Fermez vos yeux et transportez-vous un moment avec moi en Caroline du Nord un sombre mardi soir de novembre qui mouille et les Glorieux affrontent les Hurricanes dans un match de “C’est qui qui va se traîner les bottines de la plus lamentable façon dans l’indifférence la plus totale d’un aréna désert”. Par chez nous plus au nord, au pays du “watch ou crève”, on est quelques centaines de milliers anesthésiés devant l’écran à chercher un sens à tout ça en s’arrachant nonchallamment les ongles d’orteils. Et Pacioretti domine honteusement cet anti-jeu, semble se mouvoir au ralenti propulsé apparemment par les Mystérons, ses pieds ne bougeant même pas. À croire que la glace penche d’un bord et qu’il se transporte par simple gravité. Et ça penche rarement vers les coins.

CaptnPacioret

Arrive avec l’entracte une publicité qui va donner une chance à Max d’aller se reposer un peu, pauvre homme, et la chienne qui jusque-là dormait profondément à mes pieds est soudainement animée des petits soubresauts caractéristiques de la chienne qui rêve. Le volume qui grimpe inévitablement pour les pubs, comme pour nous dire: “Hé, réveille, on a de quoi à te vendre nous autres!”, et la pauvre bête qui se lève contrariée, réalisant qu’elle a les yeux jaunes, se dirige péniblement vers la porte au son des tic-tics de ses griffes sur le plancher de céramique. Apparemment, la fatalité frappe dur sur ma molle carcasse, je vais devoir me lever.

Ssssssss, je me lève, je me lève, on se calme.

En novembre, on dirait qu’il commence à faire noir pas longtemps après le dîner.
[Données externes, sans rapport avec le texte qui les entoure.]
use chrono::{NaiveDate, NaiveDateTime};
use rust_decimal::Decimal;
use serde::{Deserialize, Serialize};

use saftpt_core::{Field, InvoiceStatus, InvoiceType};

use crate::document::{
    Column, DeclaredTotals, DocumentStatus, HashFields, ShippingPoint, SourceDocument, SourceTable,
    TableKind, monetary_totals,
};
use crate::line::Line;
use crate::totals::{DocumentTotals, WithholdingTax};

/// Sales invoice (`FT`, `FS`, `FR`, `ND`, `NC`).
#[derive(Debug, Clone, PartialEq, Eq, Serialize, Deserialize)]
#[serde(rename_all = "PascalCase")]
pub struct Invoice {
    pub invoice_no: String,
    #[serde(rename = "ATCUD")]
    pub atcud: Option<String>,
    pub document_status: DocumentStatus<InvoiceStatus>,
    pub hash: String,
    pub hash_control: String,
    pub period: Option<u8>,
    #[serde(default)]
    pub invoice_date: Field<NaiveDate>,
    pub invoice_type: InvoiceType,
    #[serde(rename = "SourceID")]
    pub source_id: String,
    #[serde(rename = "EACCode")]
    pub eac_code: Option<String>,
    #[serde(default)]
    pub system_entry_date: Field<NaiveDateTime>,
    #[serde(rename = "TransactionID", default)]
    pub transaction_ids: Vec<String>,
    #[serde(rename = "CustomerID")]
    pub customer_id: String,
    pub ship_to: Option<ShippingPoint>,
    pub ship_from: Option<ShippingPoint>,
    pub movement_end_time: Option<NaiveDateTime>,
    pub movement_start_time: Option<NaiveDateTime>,
    #[serde(rename = "Line", default)]
    pub lines: Vec<Line>,
    #[serde(default)]
    pub document_totals: DocumentTotals,
    #[serde(default)]
    pub withholding_tax: Vec<WithholdingTax>,
}

impl Invoice {
    pub fn new(
        invoice_no: impl Into<String>,
        invoice_type: InvoiceType,
        invoice_date: NaiveDate,
        system_entry_date: NaiveDateTime,
        customer_id: impl Into<String>,
    ) -> Self {
        Self {
            invoice_no: invoice_no.into(),
            atcud: None,
            document_status: DocumentStatus::new(InvoiceStatus::Normal, system_entry_date),
            hash: String::new(),
            hash_control: "1".to_string(),
            period: None,
            invoice_date: Field::Valid(invoice_date),
            invoice_type,
            source_id: "system".to_string(),
            eac_code: None,
            system_entry_date: Field::Valid(system_entry_date),
            transaction_ids: Vec::new(),
            customer_id: customer_id.into(),
            ship_to: None,
            ship_from: None,
            movement_end_time: None,
            movement_start_time: None,
            lines: Vec::new(),
            document_totals: DocumentTotals::default(),
            withholding_tax: Vec::new(),
        }
    }

    pub fn with_line(mut self, line: Line) -> Self {
        self.lines.push(line);
        self
    }

    pub fn with_totals(mut self, totals: DocumentTotals) -> Self {
        self.document_totals = totals;
        self
    }

    pub fn with_status(mut self, status: DocumentStatus<InvoiceStatus>) -> Self {
        self.document_status = status;
        self
    }
}

impl SourceDocument for Invoice {
    type Status = InvoiceStatus;

    fn document_number(&self) -> &str {
        &self.invoice_no
    }

    fn type_code(&self) -> &'static str {
        self.invoice_type.code()
    }

    fn date(&self) -> &Field<NaiveDate> {
        &self.invoice_date
    }

    fn system_entry_date(&self) -> &Field<NaiveDateTime> {
        &self.system_entry_date
    }

    fn status(&self) -> &DocumentStatus<InvoiceStatus> {
        &self.document_status
    }

    fn lines(&self) -> &[Line] {
        &self.lines
    }

    fn totals(&self) -> &DocumentTotals {
        &self.document_totals
    }

    fn hash_fields(&self) -> Option<HashFields<'_>> {
        Some(HashFields {
            hash: &self.hash,
            hash_control: &self.hash_control,
        })
    }

    fn customer_id(&self) -> Option<&str> {
        Some(self.customer_id.as_str()).filter(|id| !id.is_empty())
    }

    fn line_column(&self) -> Option<Column> {
        if self.invoice_type.expects_debit_lines() {
            Some(Column::Debit)
        } else {
            Some(Column::Credit)
        }
    }

    fn ship_from(&self) -> Option<&ShippingPoint> {
        self.ship_from.as_ref()
    }

    fn ship_to(&self) -> Option<&ShippingPoint> {
        self.ship_to.as_ref()
    }

    fn movement_start_time(&self) -> Option<NaiveDateTime> {
        self.movement_start_time
    }

    fn movement_end_time(&self) -> Option<NaiveDateTime> {
        self.movement_end_time
    }

    fn withholding_tax(&self) -> &[WithholdingTax] {
        &self.withholding_tax
    }

    fn requires_payment_methods(&self) -> bool {
        self.invoice_type == InvoiceType::InvoiceReceipt
    }
}

#[derive(Debug, Clone, Default, PartialEq, Eq, Serialize, Deserialize)]
#[serde(rename_all = "PascalCase")]
pub struct SalesInvoices {
    pub number_of_entries: u64,
    pub total_debit: Decimal,
    pub total_credit: Decimal,
    #[serde(rename = "Invoice", default)]
    pub invoices: Vec<Invoice>,
}

impl SalesInvoices {
    /// Table whose declared aggregates are computed from `invoices`.
    pub fn new(invoices: Vec<Invoice>) -> Self {
        let (number_of_entries, total_debit, total_credit) = monetary_totals(&invoices);
        Self {
            number_of_entries,
            total_debit,
            total_credit,
            invoices,
        }
    }
}

impl SourceTable for SalesInvoices {
    type Document = Invoice;

    const KIND: TableKind = TableKind::SalesInvoices;

    fn documents(&self) -> &[Invoice] {
        &self.invoices
    }

    fn declared_totals(&self) -> DeclaredTotals {
        DeclaredTotals::Monetary {
            number_of_entries: self.number_of_entries,
            total_debit: self.total_debit,
            total_credit: self.total_credit,
        }
    }
}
La noirceur me surprend toujours et me pogne à tout coup les culottes baissées, les lumières fermées devrais-je dire. Il fait noir partout dans la maison en-dehors du rond de lumière émis par la télé. Je dois donc allumer des lampes en chemin. La première glisse un peu sur sa position quand je tâtonne avec l’interrupteur me laissant voir que la petite table était envahie de poussière, le pied de la lampe nettement imprimé dedans. “Nan…”, me dis-je alors frustré, “…je ne peux pas endurer ça”. Je m’en vais m’armer de push-push et d’une bonne guenille et je reviens époussetter tout ça. Sur le chemin du retour, après avoir vu briller la petite table, ça devient évident par contraste. La poussière est partout, fuck.
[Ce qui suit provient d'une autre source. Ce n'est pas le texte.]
//! Required scalars and line numbering.

use saftpt_core::Field;
use saftpt_documents::SourceDocument;

use super::RuleContext;
use crate::rules::Rule;

fn required<T>(ctx: &RuleContext<'_>, document: &str, name: &str, field: &Field<T>) {
    match field {
        Field::Unset => ctx.report(Rule::FieldMissing, document, &[&document, &name]),
        Field::Invalid(raw) => ctx.report(Rule::FieldMalformed, document, &[&document, &name, raw]),
        Field::Valid(_) => {}
    }
}

/// Dates and declared totals. Missing is an error, malformed a warning.
pub fn check_required<D: SourceDocument>(ctx: &RuleContext<'_>, doc: &D) {
    let number = doc.document_number();
    let totals = doc.totals();
    required(ctx, number, "Date", doc.date());
    required(ctx, number, "SystemEntryDate", doc.system_entry_date());
    required(ctx, number, "NetTotal", &totals.net_total);
    required(ctx, number, "TaxPayable", &totals.tax_payable);
    required(ctx, number, "GrossTotal", &totals.gross_total);
}

/// Lines must be numbered `1..=N` in order.
pub fn check_line_numbers<D: SourceDocument>(ctx: &RuleContext<'_>, doc: &D) {
    let number = doc.document_number();
    for (position, line) in (1u32..).zip(doc.lines()) {
        if line.line_number != position {
            ctx.report(
                Rule::LineNumberSequence,
                number,
                &[&number, &position, &line.line_number, &position],
            );
        }
    }
}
Une autre fois. Il fait trop noir.

En allant ranger le push-push et la guenille dans le cagibi, je vois que les bols de la chienne sont vides. Je les remplis donc et le bol d’eau à ras bord me valse dans les mains en chemin et j’en échappe la moitié sur le plancher. Je sors l’artillerie et je moppe tranquillement le chemin d’eau que j’ai fait entre le lavabo et le coin de la chienne. Je vois bien que je réveille sur la tuile un éclat nouveau et je réalise qu’il faudrait bien que je moppe l’ensemble de l’oeuvre, mon cellulaire vibrant sur ma fesse me sauve de la corvée. C’est Daniel, un vieil ami et bon client qui se demande bien quelle sorte de routeur j’ai pour être capable de lui envoyer autant de fichiers en si peu de temps, chez lui ça prend une éternité à télécharger. Il insiste. Je vais donc dans mon bureau à l’autre bout de la maison, je soulève le routeur et le revire de bord pour lui lire de vive voix le nom et le numéro de modèle.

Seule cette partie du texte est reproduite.